══ Given entries

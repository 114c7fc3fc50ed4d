// Copyright (c) 2026 - present Nicholas D. Crosbie
// SPDX-License-Identifier: MIT

//! Test registry and state machine
//!
//! The registry rebuilds the test/sub-test tree from the flat event stream. Tests
//! live in an arena in the order they started; parents refer to their sub-tests by
//! [`TestId`], and a sub-test finds its parent by looking up the `/`-delimited
//! prefixes of its own name.
//!
//! Applying an event never prints anything. It returns a [`Transition`] that says
//! what changed, and the caller decides how to render it.
//!
//! # Example
//!
//! ```
//! use gotest_events::event::{Action, TestEvent};
//! use gotest_events::registry::{Registry, Transition};
//!
//! let mut registry = Registry::new();
//! registry.apply(TestEvent::new(Action::Run, "p", "TestOne"));
//! let transition = registry.apply(TestEvent::new(Action::Pass, "p", "TestOne"));
//! assert!(matches!(transition, Transition::Finished(_)));
//! assert_eq!(registry.summary().passed, 1);
//! ```

use std::collections::HashMap;

use tracing::{debug, trace};

use crate::classify::{Classification, NoiseKind, classify};
use crate::event::{Action, TestEvent};
use crate::result::{TestId, TestResult, TestStatus};

/// What applying an event did to the registry
#[derive(Debug, Clone, PartialEq)]
pub enum Transition {
    /// A top-level test started
    Started(TestId),
    /// A sub-test started under a tracked parent
    SubtestStarted(TestId),
    /// A top-level test reached a terminal status
    Finished(TestId),
    /// A sub-test reached a terminal status
    SubtestFinished(TestId),
    /// Output was retained for a test
    Retained(TestId),
    /// Output was discarded as noise
    Dropped(TestId, NoiseKind),
    /// Output for a test that is not tracked (package-level output and the like)
    Unclassified(String),
    /// The event did not change anything
    Ignored,
}

/// Counts of top-level test outcomes
#[derive(Debug, Clone, Copy, Default, PartialEq, Eq)]
pub struct RunSummary {
    /// Tests passed
    pub passed: usize,
    /// Tests failed
    pub failed: usize,
    /// Tests skipped
    pub skipped: usize,
    /// Tests that never received a terminal event
    pub unfinished: usize,
}

impl RunSummary {
    /// Tests that finished, whatever the outcome
    #[must_use]
    pub fn total(&self) -> usize {
        self.passed + self.failed + self.skipped
    }

    /// Check if no test failed
    #[must_use]
    pub fn all_passed(&self) -> bool {
        self.failed == 0
    }
}

/// Every test seen in a run, keyed by name and kept in start order
#[derive(Debug, Default)]
pub struct Registry {
    tests: Vec<TestResult>,
    by_name: HashMap<String, TestId>,
}

impl Registry {
    /// Create an empty registry
    #[must_use]
    pub fn new() -> Self {
        Self::default()
    }

    /// Apply one event
    pub fn apply(&mut self, event: TestEvent) -> Transition {
        match event.action {
            Action::Run => self.on_run(event),
            Action::Output => self.on_output(event),
            Action::Pass | Action::Fail | Action::Skip => self.on_terminal(event),
        }
    }

    fn on_run(&mut self, event: TestEvent) -> Transition {
        if let Some(&existing) = self.by_name.get(&event.test) {
            let tracked = &self.tests[existing].package;
            if *tracked == event.package {
                debug!(test = %event.test, "duplicate run event ignored");
            } else {
                debug!(
                    test = %event.test,
                    tracked_package = %tracked,
                    other_package = %event.package,
                    "test name already tracked for another package, run ignored"
                );
            }
            return Transition::Ignored;
        }

        let parent = self.parent_of(&event.test);
        let id = self.tests.len();
        self.tests
            .push(TestResult::new(&event.test, &event.package, parent.is_some()));
        self.by_name.insert(event.test, id);

        match parent {
            Some(parent) => {
                self.tests[parent].children.push(id);
                trace!(test = %self.tests[id].name, "sub-test started");
                Transition::SubtestStarted(id)
            }
            None => Transition::Started(id),
        }
    }

    fn on_output(&mut self, event: TestEvent) -> Transition {
        let Some(&id) = self.by_name.get(&event.test) else {
            return Transition::Unclassified(event.output);
        };

        let test = &mut self.tests[id];
        match classify(&event.output, &test.output_lines, &test.name, &test.package) {
            Classification::Keep => {
                if test.status.is_terminal() {
                    debug!(test = %test.name, "output after terminal event");
                }
                test.output_lines.push(event.output);
                Transition::Retained(id)
            }
            Classification::Drop(kind) => {
                trace!(test = %test.name, ?kind, "output dropped");
                Transition::Dropped(id, kind)
            }
        }
    }

    fn on_terminal(&mut self, event: TestEvent) -> Transition {
        let Some(&id) = self.by_name.get(&event.test) else {
            if !event.is_package_level() {
                debug!(test = %event.test, action = %event.action, "event for unknown test ignored");
            }
            return Transition::Ignored;
        };
        let Some(status) = TestStatus::from_action(event.action) else {
            return Transition::Ignored;
        };

        let test = &mut self.tests[id];
        if test.status.is_terminal() {
            debug!(test = %test.name, "repeated terminal event ignored");
            return Transition::Ignored;
        }
        test.status = status;
        test.elapsed = event.elapsed;

        if test.is_subtest {
            Transition::SubtestFinished(id)
        } else {
            Transition::Finished(id)
        }
    }

    /// The tracked top-level test a name is nested under
    ///
    /// Prefixes are tried longest first, so `A/b/c` finds `A` even when `A/b` is
    /// itself a tracked sub-test.
    #[must_use]
    pub fn parent_of(&self, name: &str) -> Option<TestId> {
        name.rmatch_indices('/')
            .filter_map(|(idx, _)| self.by_name.get(&name[..idx]).copied())
            .find(|&id| !self.tests[id].is_subtest)
    }

    /// Look up a test by handle
    ///
    /// # Panics
    ///
    /// Panics if the handle did not come from this registry.
    #[must_use]
    pub fn get(&self, id: TestId) -> &TestResult {
        &self.tests[id]
    }

    /// Look up a test by name
    #[must_use]
    pub fn find(&self, name: &str) -> Option<&TestResult> {
        self.by_name.get(name).map(|&id| &self.tests[id])
    }

    /// All tests, in the order they started
    pub fn iter(&self) -> impl Iterator<Item = &TestResult> {
        self.tests.iter()
    }

    /// Top-level tests, in the order they started
    pub fn top_level(&self) -> impl Iterator<Item = &TestResult> {
        self.tests.iter().filter(|t| !t.is_subtest)
    }

    /// Sub-tests of a test, in the order they started
    pub fn children<'a>(&'a self, test: &'a TestResult) -> impl Iterator<Item = &'a TestResult> {
        test.children.iter().map(|&id| &self.tests[id])
    }

    /// Number of tracked tests, sub-tests included
    #[must_use]
    pub fn len(&self) -> usize {
        self.tests.len()
    }

    /// Check if no test has started
    #[must_use]
    pub fn is_empty(&self) -> bool {
        self.tests.is_empty()
    }

    /// Count top-level outcomes
    #[must_use]
    pub fn summary(&self) -> RunSummary {
        let mut summary = RunSummary::default();
        for test in self.top_level() {
            match test.status {
                TestStatus::Passed => summary.passed += 1,
                TestStatus::Failed => summary.failed += 1,
                TestStatus::Skipped => summary.skipped += 1,
                TestStatus::Running => summary.unfinished += 1,
            }
        }
        summary
    }
}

════

Take the records shown above and output them again exactly.

repository 114c7fc3fc50ed4d
// Copyright (c) 2026 - present Nicholas D. Crosbie
// SPDX-License-Identifier: MIT

//! Test registry and state machine
//!
//! The registry rebuilds the test/sub-test tree from the flat event stream. Tests
//! live in an arena in the order they started; parents refer to their sub-tests by
//! [`TestId`], and a sub-test finds its parent by looking up the `/`-delimited
//! prefixes of its own name.
//!
//! Applying an event never prints anything. It returns a [`Transition`] that says
//! what changed, and the caller decides how to render it.
//!
//! # Example
//!
//! ```
//! use gotest_events::event::{Action, TestEvent};
//! use gotest_events::registry::{Registry, Transition};
//!
//! let mut registry = Registry::new();
//! registry.apply(TestEvent::new(Action::Run, "p", "TestOne"));
//! let transition = registry.apply(TestEvent::new(Action::Pass, "p", "TestOne"));
//! assert!(matches!(transition, Transition::Finished(_)));
//! assert_eq!(registry.summary().passed, 1);
//! ```

use std::collections::HashMap;

use tracing::{debug, trace};

use crate::classify::{Classification, NoiseKind, classify};
use crate::event::{Action, TestEvent};
use crate::result::{TestId, TestResult, TestStatus};

/// What applying an event did to the registry
#[derive(Debug, Clone, PartialEq)]
pub enum Transition {
    /// A top-level test started
    Started(TestId),
    /// A sub-test started under a tracked parent
    SubtestStarted(TestId),
    /// A top-level test reached a terminal status
    Finished(TestId),
    /// A sub-test reached a terminal status
    SubtestFinished(TestId),
    /// Output was retained for a test
    Retained(TestId),
    /// Output was discarded as noise
    Dropped(TestId, NoiseKind),
    /// Output for a test that is not tracked (package-level output and the like)
    Unclassified(String),
    /// The event did not change anything
    Ignored,
}

/// Counts of top-level test outcomes
#[derive(Debug, Clone, Copy, Default, PartialEq, Eq)]
pub struct RunSummary {
    /// Tests passed
    pub passed: usize,
    /// Tests failed
    pub failed: usize,
    /// Tests skipped
    pub skipped: usize,
    /// Tests that never received a terminal event
    pub unfinished: usize,
}

impl RunSummary {
    /// Tests that finished, whatever the outcome
    #[must_use]
    pub fn total(&self) -> usize {
        self.passed + self.failed + self.skipped
    }

    /// Check if no test failed
    #[must_use]
    pub fn all_passed(&self) -> bool {
        self.failed == 0
    }
}

/// Every test seen in a run, keyed by name and kept in start order
#[derive(Debug, Default)]
pub struct Registry {
    tests: Vec<TestResult>,
    by_name: HashMap<String, TestId>,
}

impl Registry {
    /// Create an empty registry
    #[must_use]
    pub fn new() -> Self {
        Self::default()
    }

    /// Apply one event
    pub fn apply(&mut self, event: TestEvent) -> Transition {
        match event.action {
            Action::Run => self.on_run(event),
            Action::Output => self.on_output(event),
            Action::Pass | Action::Fail | Action::Skip => self.on_terminal(event),
        }
    }

    fn on_run(&mut self, event: TestEvent) -> Transition {
        if let Some(&existing) = self.by_name.get(&event.test) {
            let tracked = &self.tests[existing].package;
            if *tracked == event.package {
                debug!(test = %event.test, "duplicate run event ignored");
            } else {
                debug!(
                    test = %event.test,
                    tracked_package = %tracked,
                    other_package = %event.package,
                    "test name already tracked for another package, run ignored"
                );
            }
            return Transition::Ignored;
        }

        let parent = self.parent_of(&event.test);
        let id = self.tests.len();
        self.tests
            .push(TestResult::new(&event.test, &event.package, parent.is_some()));
        self.by_name.insert(event.test, id);

        match parent {
            Some(parent) => {
                self.tests[parent].children.push(id);
                trace!(test = %self.tests[id].name, "sub-test started");
                Transition::SubtestStarted(id)
            }
            None => Transition::Started(id),
        }
    }

    fn on_output(&mut self, event: TestEvent) -> Transition {
        let Some(&id) = self.by_name.get(&event.test) else {
            return Transition::Unclassified(event.output);
        };

        let test = &mut self.tests[id];
        match classify(&event.output, &test.output_lines, &test.name, &test.package) {
            Classification::Keep => {
                if test.status.is_terminal() {
                    debug!(test = %test.name, "output after terminal event");
                }
                test.output_lines.push(event.output);
                Transition::Retained(id)
            }
            Classification::Drop(kind) => {
                trace!(test = %test.name, ?kind, "output dropped");
                Transition::Dropped(id, kind)
            }
        }
    }

    fn on_terminal(&mut self, event: TestEvent) -> Transition {
        let Some(&id) = self.by_name.get(&event.test) else {
            if !event.is_package_level() {
                debug!(test = %event.test, action = %event.action, "event for unknown test ignored");
            }
            return Transition::Ignored;
        };
        let Some(status) = TestStatus::from_action(event.action) else {
            return Transition::Ignored;
        };

        let test = &mut self.tests[id];
        if test.status.is_terminal() {
            debug!(test = %test.name, "repeated terminal event ignored");
            return Transition::Ignored;
        }
        test.status = status;
        test.elapsed = event.elapsed;

        if test.is_subtest {
            Transition::SubtestFinished(id)
        } else {
            Transition::Finished(id)
        }
    }

    /// The tracked top-level test a name is nested under
    ///
    /// Prefixes are tried longest first, so `A/b/c` finds `A` even when `A/b` is
    /// itself a tracked sub-test.
    #[must_use]
    pub fn parent_of(&self, name: &str) -> Option<TestId> {
        name.rmatch_indices('/')
            .filter_map(|(idx, _)| self.by_name.get(&name[..idx]).copied())
            .find(|&id| !self.tests[id].is_subtest)
    }

    /// Look up a test by handle
    ///
    /// # Panics
    ///
    /// Panics if the handle did not come from this registry.
    #[must_use]
    pub fn get(&self, id: TestId) -> &TestResult {
        &self.tests[id]
    }

    /// Look up a test by name
    #[must_use]
    pub fn find(&self, name: &str) -> Option<&TestResult> {
        self.by_name.get(name).map(|&id| &self.tests[id])
    }

    /// All tests, in the order they started
    pub fn iter(&self) -> impl Iterator<Item = &TestResult> {
        self.tests.iter()
    }

    /// Top-level tests, in the order they started
    pub fn top_level(&self) -> impl Iterator<Item = &TestResult> {
        self.tests.iter().filter(|t| !t.is_subtest)
    }

    /// Sub-tests of a test, in the order they started
    pub fn children<'a>(&'a self, test: &'a TestResult) -> impl Iterator<Item = &'a TestResult> {
        test.children.iter().map(|&id| &self.tests[id])
    }

    /// Number of tracked tests, sub-tests included
    #[must_use]
    pub fn len(&self) -> usize {
        self.tests.len()
    }

    /// Check if no test has started
    #[must_use]
    pub fn is_empty(&self) -> bool {
        self.tests.is_empty()
    }

    /// Count top-level outcomes
    #[must_use]
    pub fn summary(&self) -> RunSummary {
        let mut summary = RunSummary::default();
        for test in self.top_level() {
            match test.status {
                TestStatus::Passed => summary.passed += 1,
                TestStatus::Failed => summary.failed += 1,
                TestStatus::Skipped => summary.skipped += 1,
                TestStatus::Running => summary.unfinished += 1,
            }
        }
        summary
    }
}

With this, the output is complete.